Managing low grade and borderline cervical abnormalitiesBMJ 2009; 339 doi: https://doi.org/10.1136/bmj.b3014 (Published 29 July 2009) Cite this as: BMJ 2009;339:b3014
- Eduardo L Franco, professor of epidemiology
- 1Departments of Oncology and Epidemiology, McGill University, Montreal, QC, Canada H2W1S6
Broadly speaking, the goal of cancer screening is to shift disease detection to the furthest point upstream in the course of the neoplastic process at which treatment can prevent a precancerous lesion from becoming invasive, thus averting cancer, or prevent an early cancerous lesion from spreading, thus averting death from cancer. The challenges go beyond defining end points and choosing tests and procedures: not all precancerous lesions progress to invasive disease, and not all early invasive cancers progress to causedeath. The more upstream the lesion end point targeted for intervention, the greater the probability of overtreatment and harm to patients.

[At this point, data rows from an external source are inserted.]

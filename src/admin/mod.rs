pub mod auth;
pub mod handlers;

use axum::Router;
use axum::middleware;
use axum::routing::get;

use crate::http::server::AppState;
use self::auth::require_bearer;
use self::handlers::{console, page_table, status};

/// Build the admin console router. Self-contained: the host application
/// mounts this under its fixed prefix and supplies nothing else.
///
/// The HTML index is reachable without credentials; the JSON endpoints
/// require the configured bearer key.
pub fn router(state: &AppState) -> Router<AppState> {
    let api = Router::new()
        .route("/status", get(status))
        .route("/pages", get(page_table))
        .route_layer(middleware::from_fn_with_state(state.clone(), require_bearer));

    Router::new().route("/", get(console)).merge(api)
}
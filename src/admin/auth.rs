use axum::body::Body;
use axum::extract::State;
use axum::http::{Request, StatusCode, header};
use axum::middleware::Next;
use axum::response::Response;

use crate::http::server::AppState;

/// Require a `Bearer` token matching the configured admin API key.
pub async fn require_bearer(
    State(state): State<AppState>,
    request: Request<Body>,
    next: Next,
) -> Result<Response, StatusCode> {
    let presented = request
        .headers()
        .get(header::AUTHORIZATION)
        .and_then(|h| h.to_str().ok())
        .and_then(|value| value.strip_prefix("Bearer "));

    match presented {
        Some(key) if key == state.config.admin.api_key => Ok(next.run(request).await),
        _ => Err(StatusCode::UNAUTHORIZED),
    }
}
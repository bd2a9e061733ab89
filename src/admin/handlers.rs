use axum::Json;
use axum::response::Html;
use serde::Serialize;

use crate::pages;

#[derive(Serialize)]
pub struct SiteStatus {
    pub version: &'static str,
    pub status: &'static str,
}

#[derive(Serialize)]
pub struct PageEntry {
    pub path: &'static str,
    pub template: &'static str,
}

/// Landing page of the console.
pub async fn console() -> Html<&'static str> {
    Html(include_str!("console.html"))
}

pub async fn status() -> Json<SiteStatus> {
    Json(SiteStatus {
        version: env!("CARGO_PKG_VERSION"),
        status: "operational",
    })
}

/// The route table as the server sees it.
pub async fn page_table() -> Json<Vec<PageEntry>> {
    let entries = pages::PAGES
        .iter()
        .map(|page| PageEntry {
            path: page.path,
            template: page.template,
        })
        .collect();
    Json(entries)
}
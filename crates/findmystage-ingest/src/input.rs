//! Per-request analysis input.

use findmystage_core::{Error, Result};

use crate::document::DocumentBlob;
use crate::links::{ReferenceChannel, ReferenceLinks};

/// Everything the user handed in for one analysis. Owned by the request and
/// dropped once the analysis settles.
#[derive(Debug, Clone, Default)]
pub struct ProfileInput {
    pub document: Option<DocumentBlob>,
    pub reference_links: ReferenceLinks,
}

impl ProfileInput {
    pub fn new() -> Self {
        Self::default()
    }

    pub fn with_document(mut self, document: DocumentBlob) -> Self {
        self.document = Some(document);
        self
    }

    pub fn with_link(mut self, channel: ReferenceChannel, url: impl Into<String>) -> Self {
        self.reference_links.set(channel, url);
        self
    }

    /// A document or at least one non-blank link.
    pub fn has_content(&self) -> bool {
        self.document.is_some() || self.reference_links.has_any()
    }

    /// Reject inputs with nothing to analyze.
    pub fn validate(&self) -> Result<()> {
        if self.has_content() {
            Ok(())
        } else {
            Err(Error::InvalidInput(
                "Please provide at least one content source to analyze".into(),
            ))
        }
    }
}

#[cfg(test)]
mod tests {
    use super::*;

    #[test]
    fn test_empty_input_is_rejected() {
        let input = ProfileInput::new().with_link(ReferenceChannel::Website, "  ");
        assert!(!input.has_content());
        assert!(matches!(input.validate(), Err(Error::InvalidInput(_))));
    }

    #[test]
    fn test_link_only_input_is_accepted() {
        let input = ProfileInput::new().with_link(ReferenceChannel::ProfessionalNetwork, "https://example.com/in/jane");
        assert!(input.validate().is_ok());
    }

    #[test]
    fn test_document_only_input_is_accepted() {
        let blob = DocumentBlob::new(vec![1, 2, 3], "application/pdf", Some("cv.pdf".into())).unwrap();
        let input = ProfileInput::new().with_document(blob);
        assert!(input.has_content());
    }
}
//! Chat-completion client for hosted LLM providers (OpenAI/Anthropic/Groq).
//!
//! One request, one reply. No streaming, retries or chunking; the credential
//! lives in backend configuration, never in client code.

pub mod config;
pub mod providers;
pub mod types;

pub use config::LLMConfig;
pub use providers::{CompletionClient, CompletionOptions};
pub use types::*;
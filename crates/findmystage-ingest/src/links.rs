//! Reference links supplied alongside (or instead of) a document.
//!
//! Links are never fetched. They pass through to the link-only profile API
//! unchanged; video links additionally get their video id recovered when the
//! URL shape is recognised.

use std::collections::BTreeMap;

use once_cell::sync::Lazy;
use regex::Regex;
use serde::{Deserialize, Serialize};

/// Fixed set of reference channels a speaker can link.
#[derive(Debug, Clone, Copy, PartialEq, Eq, PartialOrd, Ord, Hash, Serialize, Deserialize)]
#[serde(rename_all = "snake_case")]
pub enum ReferenceChannel {
    Video,
    Website,
    ProfessionalNetwork,
    Book,
}

impl ReferenceChannel {
    pub const ALL: [ReferenceChannel; 4] = [
        Self::Video,
        Self::Website,
        Self::ProfessionalNetwork,
        Self::Book,
    ];

    /// Multipart form field carrying this channel's URL.
    pub fn form_field(&self) -> &'static str {
        match self {
            Self::Video => "youtubeUrl",
            Self::Website => "websiteUrl",
            Self::ProfessionalNetwork => "linkedinUrl",
            Self::Book => "bookUrl",
        }
    }

    pub fn from_form_field(field: &str) -> Option<Self> {
        Self::ALL.into_iter().find(|c| c.form_field() == field)
    }
}

impl std::fmt::Display for ReferenceChannel {
    fn fmt(&self, f: &mut std::fmt::Formatter<'_>) -> std::fmt::Result {
        match self {
            Self::Video => write!(f, "video"),
            Self::Website => write!(f, "website"),
            Self::ProfessionalNetwork => write!(f, "professional_network"),
            Self::Book => write!(f, "book"),
        }
    }
}

/// Channel → URL map. URLs are stored as given; no well-formedness check.
#[derive(Debug, Clone, Default, PartialEq, Eq, Serialize, Deserialize)]
pub struct ReferenceLinks(BTreeMap<ReferenceChannel, String>);

impl ReferenceLinks {
    pub fn new() -> Self {
        Self::default()
    }

    pub fn set(&mut self, channel: ReferenceChannel, url: impl Into<String>) {
        self.0.insert(channel, url.into());
    }

    pub fn with(mut self, channel: ReferenceChannel, url: impl Into<String>) -> Self {
        self.set(channel, url);
        self
    }

    pub fn get(&self, channel: ReferenceChannel) -> Option<&str> {
        self.0.get(&channel).map(|s| s.as_str())
    }

    /// Links whose URL is not blank, in channel order.
    pub fn non_blank(&self) -> impl Iterator<Item = (ReferenceChannel, &str)> {
        self.0
            .iter()
            .map(|(c, u)| (*c, u.trim()))
            .filter(|(_, u)| !u.is_empty())
    }

    pub fn has_any(&self) -> bool {
        self.non_blank().next().is_some()
    }
}

/// Result of "extracting" a link: the URL itself.
#[derive(Debug, Clone, PartialEq, Eq, Serialize)]
pub struct LinkExtraction {
    pub channel: ReferenceChannel,
    pub url: String,
    #[serde(skip_serializing_if = "Option::is_none")]
    pub video_id: Option<String>,
}

static SHORT_VIDEO_URL: Lazy<Regex> =
    Lazy::new(|| Regex::new(r"youtu\.be/([^?&/#]+)").expect("valid regex"));
static WATCH_VIDEO_PARAM: Lazy<Regex> =
    Lazy::new(|| Regex::new(r"[?&]v=([^&#]+)").expect("valid regex"));

/// Pass a link through without fetching it.
pub fn extract_link(channel: ReferenceChannel, url: &str) -> LinkExtraction {
    let video_id = match channel {
        ReferenceChannel::Video => video_id(url),
        _ => None,
    };
    LinkExtraction {
        channel,
        url: url.to_string(),
        video_id,
    }
}

/// Recover a video id from `youtu.be/<id>` or `youtube.com/...?v=<id>` URLs.
pub fn video_id(url: &str) -> Option<String> {
    if url.contains("youtu.be") {
        return SHORT_VIDEO_URL
            .captures(url)
            .and_then(|c| c.get(1))
            .map(|m| m.as_str().to_string());
    }
    if url.contains("youtube.com") {
        return WATCH_VIDEO_PARAM
            .captures(url)
            .and_then(|c| c.get(1))
            .map(|m| m.as_str().to_string());
    }
    None
}
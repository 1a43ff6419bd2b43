//! FindMyStage Profile: turns extracted text into a speaker profile.
//!
//! One completion call produces a prose reply; three independent extractors
//! recover topics, personality traits and a summary from it, each falling
//! back through progressively weaker strategies down to fixed defaults.

pub mod parse;
pub mod prompt;
pub mod synthesizer;
pub mod types;

pub use parse::{extract_personality, extract_summary, extract_topics, parse_reply};
pub use synthesizer::Synthesizer;
pub use types::*;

Conversely, acting conservatively by shifting the trigger for treatment to downstream end points risks missing lesions that should have been treated earlier.
Anyone concerned with the challenges of screening for cancer, particularly from anatomical sites that are relatively inaccessible, must view the linked articles (doi:10.1136/bmj.b2546; doi:10.1136/bmj.b2548; doi:10.1136/bmj.b2549) from the trial of management of borderline and other low grade abnormal smears (TOMBOLA) as an embarrassment of riches.1 …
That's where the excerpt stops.